Hausdorff Fractal Derivative Model to Characterize Transport of Inorganic Arsenic in Porous Media

• Main Authors: Xiaoxiao Hao, HongGuang Sun, Yong Zhang, Shiyin Li, Jia Song, Kate Salsky
• Format: Article
• Language: English
• Published: MDPI AG 2020-08-01
• Series: Water
• Subjects: Hausdorff fractal derivative model; arsenic transport; heterogeneity
• Online Access: https://www.mdpi.com/2073-4441/12/9/2353

The increasing severity of arsenic pollution has progressively threatened human life and attracted much attention. One of the important topics in environmental sciences is to accurately describe the inorganic arsenic transport in heterogeneous porous media, occurring anomalous diffusion phenomenon, which ultimately benefits the control of arsenic pollution. In this paper, we re-evaluate the dataset of the inorganic arsenic transport in porous media in previous work by using a time-Hausdorff fractal model (HADE). Transport experiments of arsenic-carrying (As(V)) ferric humate complex colloids through a quartz sand column were carried out under varying dissolved organic matter (humic acid) concentrations, pH values, ionic strengths, and ferric concentrations.
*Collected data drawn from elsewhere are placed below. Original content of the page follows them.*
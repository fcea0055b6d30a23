//! Unified Result Types
//!
//! Provides type aliases for commonly used Result types across the application

use crate::utils::AppError;

/// Application-level Result type
///
/// Used in HTTP handlers and application logic
pub type AppResult<T> = Result<T, AppError>;
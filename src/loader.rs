//! Loader
//!
//! Bookkeeping for in-flight image fetches. The host owns the actual fetch
//! primitive; this side records what was asked for, when, and until when an
//! answer still counts. The primitive offers no cancellation, so a timed-out
//! fetch is abandoned rather than cancelled, and a completion arriving after
//! its entry is gone is simply ignored.

use std::collections::HashMap;
use std::time::{Duration, Instant};

use crate::slot::SlotId;

/// Identity of one fetch, echoed back by the host on completion.
pub type FetchId = u64;

/// One fetch handed to the host.
#[derive(Debug, Clone)]
pub struct FetchRequest {
    pub id: FetchId,
    pub slot: SlotId,
    pub url: String,
}

/// How the host's fetch ended.
#[derive(Debug, Clone)]
pub enum FetchOutcome {
    Success,
    Error(String),
}

/// Host seam for the platform image-fetch primitive. `start` begins a fetch;
/// the host reports the result later through the pipeline's completion entry
/// point.
pub trait ImageFetcher {
    fn start(&mut self, request: &FetchRequest);
}

/// Record of one in-flight load.
#[derive(Debug, Clone)]
pub struct InFlightLoad {
    pub slot: SlotId,
    pub candidate: String,
    /// Whether the candidate differs from the author-supplied source.
    pub optimized: bool,
    pub started_at: Instant,
    pub deadline: Instant,
}

/// Table of loads currently out with the host.
#[derive(Debug, Default)]
pub struct LoadTracker {
    next_id: FetchId,
    loads: HashMap<FetchId, InFlightLoad>,
}

impl LoadTracker {
    pub fn new() -> Self {
        Self::default()
    }

    /// Record a new load and build the request for the host.
    pub fn begin(
        &mut self,
        slot: SlotId,
        candidate: String,
        optimized: bool,
        timeout: Duration,
    ) -> FetchRequest {
        self.next_id += 1;
        let id = self.next_id;
        let started_at = Instant::now();
        self.loads.insert(
            id,
            InFlightLoad {
                slot,
                candidate: candidate.clone(),
                optimized,
                started_at,
                deadline: started_at + timeout,
            },
        );
        FetchRequest {
            id,
            slot,
            url: candidate,
        }
    }

    /// Take a load out of the table. `None` means the fetch already resolved
    /// or timed out; its completion is stale.
    pub fn finish(&mut self, id: FetchId) -> Option<InFlightLoad> {
        self.loads.remove(&id)
    }

    /// Fetches whose deadline has passed.
    pub fn expired(&self, now: Instant) -> Vec<FetchId> {
        self.loads
            .iter()
            .filter(|(_, load)| now >= load.deadline)
            .map(|(id, _)| *id)
            .collect()
    }

    pub fn len(&self) -> usize {
        self.loads.len()
    }

    pub fn is_empty(&self) -> bool {
        self.loads.is_empty()
    }
}

#[cfg(test)]
mod tests {
    use super::*;

    #[test]
    fn test_begin_and_finish() {
        let mut tracker = LoadTracker::new();
        let request = tracker.begin(
            SlotId(1),
            "/a.avif?q=80".to_string(),
            true,
            Duration::from_secs(10),
        );
        assert_eq!(request.url, "/a.avif?q=80");
        assert_eq!(tracker.len(), 1);

        let load = tracker.finish(request.id).unwrap();
        assert_eq!(load.slot, SlotId(1));
        assert!(load.optimized);
        assert!(tracker.is_empty());
    }

    #[test]
    fn test_double_finish_is_stale() {
        let mut tracker = LoadTracker::new();
        let request = tracker.begin(SlotId(1), "/a.jpg".to_string(), false, Duration::from_secs(10));
        assert!(tracker.finish(request.id).is_some());
        assert!(tracker.finish(request.id).is_none());
    }

    #[test]
    fn test_expiry() {
        let mut tracker = LoadTracker::new();
        let request = tracker.begin(SlotId(1), "/a.jpg".to_string(), false, Duration::from_secs(10));
        let now = Instant::now();
        assert!(tracker.expired(now).is_empty());
        let expired = tracker.expired(now + Duration::from_secs(11));
        assert_eq!(expired, vec![request.id]);
    }

    #[test]
    fn test_ids_are_unique() {
        let mut tracker = LoadTracker::new();
        let a = tracker.begin(SlotId(1), "/a.jpg".to_string(), false, Duration::from_secs(1));
        let b = tracker.begin(SlotId(2), "/b.jpg".to_string(), false, Duration::from_secs(1));
        assert_ne!(a.id, b.id);
    }
}
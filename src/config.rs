//! Pipeline Configuration
//!
//! Tunables for lazy loading, concurrency, and compression targets.

use std::time::Duration;

use crate::placeholder::{DEFAULT_HEIGHT, DEFAULT_WIDTH};
use crate::resolve::ImageRole;

/// Compression quality target per image role, on a 0-100 scale.
#[derive(Debug, Clone)]
pub struct CompressionLevels {
    pub hero: u8,
    pub content: u8,
    pub thumbnail: u8,
    pub background: u8,
}

impl Default for CompressionLevels {
    fn default() -> Self {
        Self {
            hero: 90,
            content: 80,
            thumbnail: 70,
            background: 60,
        }
    }
}

impl CompressionLevels {
    /// Quality target for a role.
    pub fn quality(&self, role: ImageRole) -> u8 {
        match role {
            ImageRole::Hero => self.hero,
            ImageRole::Content => self.content,
            ImageRole::Thumbnail => self.thumbnail,
            ImageRole::Background => self.background,
        }
    }
}

/// Pipeline configuration
#[derive(Debug, Clone)]
pub struct Config {
    /// Defer loads until slots approach the viewport.
    pub lazy_load_enabled: bool,

    /// Pre-trigger margin around the viewport, in logical pixels.
    pub root_margin: f32,

    /// Minimum visible fraction of a slot before its load is triggered.
    pub threshold: f32,

    /// Maximum overlapping in-flight image loads.
    pub max_concurrent_loads: usize,

    /// Bound on a single load attempt before it is treated as failed.
    pub load_timeout: Duration,

    /// Quality targets per image role.
    pub compression_levels: CompressionLevels,

    /// Placeholder dimensions for slots that declare none.
    pub placeholder_size: (u32, u32),

    /// Origin of the hosting page, for same-origin candidate rewriting.
    pub page_origin: String,
}

impl Default for Config {
    fn default() -> Self {
        Self {
            lazy_load_enabled: true,
            root_margin: 50.0,
            threshold: 0.1,
            max_concurrent_loads: 6,
            load_timeout: Duration::from_secs(10),
            compression_levels: CompressionLevels::default(),
            placeholder_size: (DEFAULT_WIDTH, DEFAULT_HEIGHT),
            page_origin: "http://localhost".to_string(),
        }
    }
}

/// What the hosting environment can provide.
#[derive(Debug, Clone, Copy)]
pub struct Platform {
    /// Whether viewport-intersection tracking is available. Without it the
    /// pipeline loads every discovered slot eagerly.
    pub intersection_observer: bool,
}

impl Default for Platform {
    fn default() -> Self {
        Self {
            intersection_observer: true,
        }
    }
}
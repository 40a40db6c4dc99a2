//! Capability Probe
//!
//! Detects which next-generation image encodings the current session can
//! decode. Probed once at start-up and cached for the session.

/// Next-generation image encoding
#[derive(Debug, Clone, Copy, PartialEq, Eq)]
pub enum ImageFormat {
    Webp,
    Avif,
}

impl ImageFormat {
    /// File extension without the dot.
    pub fn extension(&self) -> &'static str {
        match self {
            ImageFormat::Webp => "webp",
            ImageFormat::Avif => "avif",
        }
    }

    /// MIME type.
    pub fn mime(&self) -> &'static str {
        match self {
            ImageFormat::Webp => "image/webp",
            ImageFormat::Avif => "image/avif",
        }
    }
}

/// Host seam for format-support probing.
///
/// The host renders a 1x1 surface and asks the platform whether it can
/// re-encode to the target format. `None` means the platform cannot answer
/// (old environment); that is treated as unsupported, silently.
pub trait FormatProbe {
    fn encode_to(&self, format: ImageFormat) -> Option<bool>;
}

/// A probe for environments that cannot answer at all.
#[derive(Debug, Clone, Copy, Default)]
pub struct NoProbe;

impl FormatProbe for NoProbe {
    fn encode_to(&self, _format: ImageFormat) -> Option<bool> {
        None
    }
}

/// Decoding support for next-generation encodings, fixed for the session.
#[derive(Debug, Clone, Copy, PartialEq, Eq, Default)]
pub struct CapabilitySet {
    pub webp: bool,
    pub avif: bool,
}

impl CapabilitySet {
    /// Run the probe once for every encoding.
    pub fn detect(probe: &dyn FormatProbe) -> Self {
        Self {
            webp: probe.encode_to(ImageFormat::Webp).unwrap_or(false),
            avif: probe.encode_to(ImageFormat::Avif).unwrap_or(false),
        }
    }

    /// Is the given format decodable?
    pub fn supports(&self, format: ImageFormat) -> bool {
        match format {
            ImageFormat::Webp => self.webp,
            ImageFormat::Avif => self.avif,
        }
    }
}
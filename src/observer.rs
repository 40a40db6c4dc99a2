//! Visibility Observer
//!
//! One shared watcher for every observed slot. A slot fires once, the first
//! time enough of it intersects the margin-expanded viewport, and is
//! unobserved in the same step so it can never re-trigger.

use crate::slot::{Rect, SlotId};

/// Viewport in page coordinates.
#[derive(Debug, Clone, Copy, Default)]
pub struct Viewport {
    pub x: f32,
    pub y: f32,
    pub width: f32,
    pub height: f32,
}

impl Viewport {
    pub const fn new(x: f32, y: f32, width: f32, height: f32) -> Self {
        Self {
            x,
            y,
            width,
            height,
        }
    }

    /// Right edge.
    #[inline]
    pub fn right(&self) -> f32 {
        self.x + self.width
    }

    /// Bottom edge.
    #[inline]
    pub fn bottom(&self) -> f32 {
        self.y + self.height
    }

    /// Grow by a margin on every side (pre-trigger region).
    #[inline]
    pub fn expand(&self, margin: f32) -> Viewport {
        Viewport {
            x: self.x - margin,
            y: self.y - margin,
            width: self.width + margin * 2.0,
            height: self.height + margin * 2.0,
        }
    }

    #[inline]
    fn contains_point(&self, x: f32, y: f32) -> bool {
        x >= self.x && x <= self.right() && y >= self.y && y <= self.bottom()
    }
}

/// Fraction of a rect lying inside the viewport, in 0.0..=1.0. Degenerate
/// rects count as fully visible when their anchor point is inside.
fn visible_fraction(rect: &Rect, viewport: &Viewport) -> f32 {
    let overlap_w = (rect.x + rect.width).min(viewport.right()) - rect.x.max(viewport.x);
    let overlap_h = (rect.y + rect.height).min(viewport.bottom()) - rect.y.max(viewport.y);
    if overlap_w <= 0.0 || overlap_h <= 0.0 {
        if rect.width <= 0.0 && rect.height <= 0.0 && viewport.contains_point(rect.x, rect.y) {
            return 1.0;
        }
        return 0.0;
    }
    let area = rect.width * rect.height;
    if area <= 0.0 {
        return 1.0;
    }
    (overlap_w * overlap_h) / area
}

/// Shared watcher over every observed slot.
#[derive(Debug)]
pub struct VisibilityObserver {
    margin: f32,
    threshold: f32,
    // Insertion order is preserved so downstream admission stays FIFO for
    // slots that become visible in the same update.
    watched: Vec<(SlotId, Rect)>,
}

impl VisibilityObserver {
    pub fn new(margin: f32, threshold: f32) -> Self {
        Self {
            margin,
            threshold,
            watched: Vec::new(),
        }
    }

    /// Start watching a slot. Observing an already-watched slot is a no-op.
    pub fn observe(&mut self, id: SlotId, rect: Rect) {
        if !self.is_watching(id) {
            self.watched.push((id, rect));
        }
    }

    /// Stop watching a slot.
    pub fn unobserve(&mut self, id: SlotId) {
        self.watched.retain(|(watched, _)| *watched != id);
    }

    pub fn is_watching(&self, id: SlotId) -> bool {
        self.watched.iter().any(|(watched, _)| *watched == id)
    }

    /// Number of slots currently watched.
    pub fn watched(&self) -> usize {
        self.watched.len()
    }

    /// Report slots crossing into the pre-trigger region, unobserving each
    /// as it fires (one-shot).
    pub fn update(&mut self, viewport: Viewport) -> Vec<SlotId> {
        let expanded = viewport.expand(self.margin);
        let threshold = self.threshold;
        let mut hits = Vec::new();
        self.watched.retain(|(id, rect)| {
            let fraction = visible_fraction(rect, &expanded);
            if fraction > 0.0 && fraction >= threshold {
                hits.push(*id);
                false
            } else {
                true
            }
        });
        hits
    }

    /// Drop every watched slot.
    pub fn clear(&mut self) {
        self.watched.clear();
    }
}
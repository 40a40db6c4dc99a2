//! Image Slots
//!
//! One managed image presentation point, tracked from discovery to a
//! terminal state, plus the arena-backed registry that maps host node
//! identities to tracked slots.

use std::collections::HashMap;

use crate::resolve::ImageRole;

/// Host node identity
pub type NodeId = u32;

/// State marker applied while a slot waits for its load.
pub const LOADING_CLASS: &str = "lazy-loading";

/// State marker applied once the real source is in place.
pub const LOADED_CLASS: &str = "lazy-loaded";

/// State marker applied when the load ends in failure.
pub const ERROR_CLASS: &str = "lazy-error";

/// Handle to a tracked slot
#[derive(Debug, Clone, Copy, PartialEq, Eq, Hash)]
pub struct SlotId(pub u32);

/// Lifecycle of one load attempt. Transitions are monotonic; `Loaded` and
/// `Errored` are terminal.
#[derive(Debug, Clone, Copy, PartialEq, Eq)]
pub enum SlotState {
    /// Discovered, placeholder applied, not yet observed.
    Placeholder,
    /// Waiting for a visibility transition.
    Observed,
    /// Visible, waiting for a concurrency slot.
    Queued,
    /// Handed to the loader.
    Loading,
    /// Real source swapped in.
    Loaded,
    /// Load failed or timed out.
    Errored,
}

impl SlotState {
    /// Has the slot finished its load attempt?
    #[inline]
    pub fn is_terminal(&self) -> bool {
        matches!(self, SlotState::Loaded | SlotState::Errored)
    }
}

/// Bounding rect of a slot in page coordinates.
#[derive(Debug, Clone, Copy, Default, PartialEq)]
pub struct Rect {
    pub x: f32,
    pub y: f32,
    pub width: f32,
    pub height: f32,
}

impl Rect {
    pub const fn new(x: f32, y: f32, width: f32, height: f32) -> Self {
        Self {
            x,
            y,
            width,
            height,
        }
    }
}

/// An image presentation element as the host describes it, with the
/// presentation fields this pipeline mutates (source, state markers,
/// fade-in flag).
#[derive(Debug, Clone, Default)]
pub struct ImageElement {
    /// Host node identity.
    pub node: NodeId,
    /// Currently presented source.
    pub src: String,
    /// Deferred source, cleared once the real source is swapped in.
    pub data_src: Option<String>,
    /// Explicit lazy-loading marker.
    pub lazy_marker: bool,
    /// Declared width, used for placeholder sizing.
    pub width: Option<u32>,
    /// Declared height, used for placeholder sizing.
    pub height: Option<u32>,
    /// Class list, including pipeline state markers.
    pub classes: Vec<String>,
    /// Class of the enclosing element, a role hint.
    pub parent_class: Option<String>,
    /// Cover-fit styling, a background-role hint.
    pub object_fit_cover: bool,
    /// Bounding rect for visibility testing.
    pub rect: Rect,
    /// Set when the loaded source should fade in.
    pub fade_in: bool,
}

impl ImageElement {
    pub fn new(node: NodeId) -> Self {
        Self {
            node,
            ..Default::default()
        }
    }

    pub fn with_src(mut self, src: &str) -> Self {
        self.src = src.to_string();
        self
    }

    pub fn with_data_src(mut self, src: &str) -> Self {
        self.data_src = Some(src.to_string());
        self
    }

    pub fn with_lazy_marker(mut self) -> Self {
        self.lazy_marker = true;
        self
    }

    pub fn with_size(mut self, width: u32, height: u32) -> Self {
        self.width = Some(width);
        self.height = Some(height);
        self
    }

    pub fn with_class(mut self, class: &str) -> Self {
        self.add_class(class);
        self
    }

    pub fn with_parent_class(mut self, class: &str) -> Self {
        self.parent_class = Some(class.to_string());
        self
    }

    pub fn with_rect(mut self, rect: Rect) -> Self {
        self.rect = rect;
        self
    }

    /// Does this element ask for deferred loading?
    pub fn wants_lazy_load(&self) -> bool {
        self.data_src.is_some() || self.lazy_marker
    }

    pub fn has_class(&self, class: &str) -> bool {
        self.classes.iter().any(|c| c == class)
    }

    pub fn add_class(&mut self, class: &str) {
        if !self.has_class(class) {
            self.classes.push(class.to_string());
        }
    }

    pub fn remove_class(&mut self, class: &str) {
        self.classes.retain(|c| c != class);
    }
}

/// One tracked slot
#[derive(Debug)]
pub struct Slot {
    pub id: SlotId,
    pub element: ImageElement,
    pub role: ImageRole,
    pub state: SlotState,
    /// Author-supplied source, captured at registration.
    pub original: Option<String>,
}

/// Arena of tracked slots with a node-identity lookup, so the node-to-slot
/// mapping is inspectable instead of hidden in callback captures.
#[derive(Debug, Default)]
pub struct SlotRegistry {
    slots: Vec<Option<Slot>>,
    by_node: HashMap<NodeId, SlotId>,
}

impl SlotRegistry {
    pub fn new() -> Self {
        Self::default()
    }

    /// Track an element. Re-inserting a node already tracked returns the
    /// existing slot unchanged.
    pub fn insert(&mut self, element: ImageElement, role: ImageRole) -> SlotId {
        if let Some(&id) = self.by_node.get(&element.node) {
            return id;
        }
        let id = SlotId(self.slots.len() as u32);
        let original = element.data_src.clone().or_else(|| {
            (!element.src.is_empty() && !element.src.starts_with("data:"))
                .then(|| element.src.clone())
        });
        self.by_node.insert(element.node, id);
        self.slots.push(Some(Slot {
            id,
            element,
            role,
            state: SlotState::Placeholder,
            original,
        }));
        id
    }

    pub fn contains_node(&self, node: NodeId) -> bool {
        self.by_node.contains_key(&node)
    }

    pub fn lookup(&self, node: NodeId) -> Option<SlotId> {
        self.by_node.get(&node).copied()
    }

    pub fn get(&self, id: SlotId) -> Option<&Slot> {
        self.slots.get(id.0 as usize)?.as_ref()
    }

    pub fn get_mut(&mut self, id: SlotId) -> Option<&mut Slot> {
        self.slots.get_mut(id.0 as usize)?.as_mut()
    }

    /// Stop tracking a node, returning its slot.
    pub fn remove(&mut self, node: NodeId) -> Option<Slot> {
        let id = self.by_node.remove(&node)?;
        self.slots.get_mut(id.0 as usize)?.take()
    }

    /// Number of live slots.
    pub fn len(&self) -> usize {
        self.by_node.len()
    }

    pub fn is_empty(&self) -> bool {
        self.by_node.is_empty()
    }

    pub fn iter(&self) -> impl Iterator<Item = &Slot> {
        self.slots.iter().filter_map(|s| s.as_ref())
    }
}
//! Pixel Surface
//!
//! A drawing cursor over a caller-owned RGB frame buffer.
//!
//! Pixels are 3 bytes, `r, g, b`, and rows are `stride` bytes apart, so
//! pixel `(x, y)` starts at byte `y * stride + 3 * x`. The cursor moves one
//! pixel at a time, each move a constant adjustment of the byte index.

use crate::color::Rgb8;
use crate::error::{Error, Result};

/// Bytes per pixel
pub const BPP : usize = 3;

/// Check that `len` bytes hold `height` rows of `width` pixels, `stride` bytes apart
///
/// The last row only needs `3 * width` bytes.
pub fn check_layout(len: usize, width: usize, height: usize, stride: usize) -> Result<()> {
    if stride < BPP * width {
        return Err(Error::InvalidStride { stride, width });
    }
    let required = if width == 0 || height == 0 {
        0
    } else {
        (height - 1) * stride + BPP * width
    };
    if len < required {
        return Err(Error::BufferTooSmall { len, required });
    }
    Ok(())
}

/// Single pixel cursor movement
#[derive(Debug,Copy,Clone,PartialEq,Eq)]
pub enum Step {
    /// One pixel right
    IncX,
    /// One pixel left
    DecX,
    /// One pixel up, to the next row
    IncY,
    /// One pixel down, to the previous row
    DecY,
}

impl Step {
    /// Step in the opposite direction
    pub fn reverse(self) -> Step {
        match self {
            Step::IncX => Step::DecX,
            Step::DecX => Step::IncX,
            Step::IncY => Step::DecY,
            Step::DecY => Step::IncY,
        }
    }
}

/// Drawing surface bound to an external RGB buffer
///
/// The buffer is borrowed for the lifetime of the Raster and is never
/// reallocated or released by it.
///
///     use softraster::{Raster, Rgb8};
///
///     let mut data = vec![0u8; 4 * 3 * 2];
///     let mut ras = Raster::new(&mut data, 4, 2, 12).unwrap();
///     ras.set_color(255, 0, 0);
///     ras.goto_point(1, 1);
///     ras.write_pixel();
///     ras.increment_x();
///     ras.write_pixel();
///     assert_eq!(ras.pixel(2, 1), Some(Rgb8::new(255, 0, 0)));
///     assert_eq!(ras.pixel(0, 1), Some(Rgb8::black()));
///     assert_eq!(ras.pixel(4, 1), None);
///
#[derive(Debug)]
pub struct Raster<'a> {
    buf: &'a mut [u8],
    width: i64,
    height: i64,
    stride: i64,
    x: i64,
    y: i64,
    index: i64,
    color: Rgb8,
}

impl<'a> Raster<'a> {
    /// Create a surface over `buf` of `width` x `height` pixels with rows
    /// `stride` bytes apart
    ///
    /// The stride may include padding beyond `3 * width` bytes. The last
    /// row only needs `3 * width` bytes.
    pub fn new(buf: &'a mut [u8], width: usize, height: usize, stride: usize) -> Result<Self> {
        check_layout(buf.len(), width, height, stride)?;
        log::debug!("raster {}x{} stride {} over {} bytes", width, height, stride, buf.len());
        Ok(Self { buf,
                  width: width as i64,
                  height: height as i64,
                  stride: stride as i64,
                  x: 0, y: 0, index: 0,
                  color: Rgb8::black(),
        })
    }
    /// Width in pixels
    pub fn width(&self) -> usize {
        self.width as usize
    }
    /// Height in pixels
    pub fn height(&self) -> usize {
        self.height as usize
    }
    /// Row stride in bytes
    pub fn stride(&self) -> usize {
        self.stride as usize
    }
    /// Current cursor location
    pub fn position(&self) -> (i64, i64) {
        (self.x, self.y)
    }
    /// Current byte offset of the cursor
    pub fn index(&self) -> i64 {
        self.index
    }
    /// Current foreground color
    pub fn color(&self) -> Rgb8 {
        self.color
    }
    /// Underlying pixel data
    pub fn data(&self) -> &[u8] {
        &self.buf[..]
    }
    /// Set the cursor to pixel `(x, y)` without writing
    pub fn goto_point(&mut self, x: i64, y: i64) {
        self.x = x;
        self.y = y;
        self.index = y * self.stride + BPP as i64 * x;
    }
    /// Set the foreground color used by later writes
    pub fn set_color(&mut self, r: u8, g: u8, b: u8) {
        self.color = Rgb8::new(r, g, b);
    }
    /// Set the foreground color from an [Rgb8](../color/struct.Rgb8.html)
    pub fn set_rgb(&mut self, c: Rgb8) {
        self.color = c;
    }
    /// Check if `(x,y)` lies within the surface
    pub fn in_bounds(&self, x: i64, y: i64) -> bool {
        x >= 0 && x < self.width && y >= 0 && y < self.height
    }
    /// Write the foreground color at the cursor
    ///
    /// Locations outside the surface are ignored
    pub fn write_pixel(&mut self) {
        if ! self.in_bounds(self.x, self.y) {
            return;
        }
        let i = self.index as usize;
        self.buf[i .. i + BPP].copy_from_slice(&self.color.to_bytes());
    }
    /// Move the cursor one pixel right
    pub fn increment_x(&mut self) {
        self.x += 1;
        self.index += BPP as i64;
    }
    /// Move the cursor one pixel left
    pub fn decrement_x(&mut self) {
        self.x -= 1;
        self.index -= BPP as i64;
    }
    /// Move the cursor one pixel up
    pub fn increment_y(&mut self) {
        self.y += 1;
        self.index += self.stride;
    }
    /// Move the cursor one pixel down
    pub fn decrement_y(&mut self) {
        self.y -= 1;
        self.index -= self.stride;
    }
    /// Move the cursor one pixel in direction `s`
    #[inline]
    pub fn step(&mut self, s: Step) {
        match s {
            Step::IncX => self.increment_x(),
            Step::DecX => self.decrement_x(),
            Step::IncY => self.increment_y(),
            Step::DecY => self.decrement_y(),
        }
    }
    /// Color of pixel `(x,y)`, None if outside the surface
    pub fn pixel(&self, x: i64, y: i64) -> Option<Rgb8> {
        if ! self.in_bounds(x, y) {
            return None;
        }
        let i = (y * self.stride + BPP as i64 * x) as usize;
        Some(Rgb8::new(self.buf[i], self.buf[i+1], self.buf[i+2]))
    }
    /// Set every visible pixel to `c`
    ///
    /// Row padding is left untouched; cursor and foreground color are unchanged.
    pub fn clear(&mut self, c: Rgb8) {
        let bytes = c.to_bytes();
        let row_len = BPP * self.width as usize;
        for y in 0 .. self.height as usize {
            let start = y * self.stride as usize;
            self.buf[start .. start + row_len]
                .chunks_exact_mut(BPP)
                .for_each(|px| px.copy_from_slice(&bytes));
        }
    }
}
The results show that under our experimental settings, arsenic migration is promoted with the increase of concentrations of HA, ferric ion and sodium ion, and pH to varying degrees. The intensity of arsenic sub-diffusion behavior is opposite to that of arsenic transport. The HADE model can describe the migration behavior of arsenic well, and the value of the time fractal derivative can reflect the diffusion intensity of arsenic migration to a certain extent. By comparing the HADE model, ADE model, and time-fractional model (fADE) to the experimental data, the HADE model can significantly improve all the simulation results of capturing As(V) breakthrough curves (BTCs).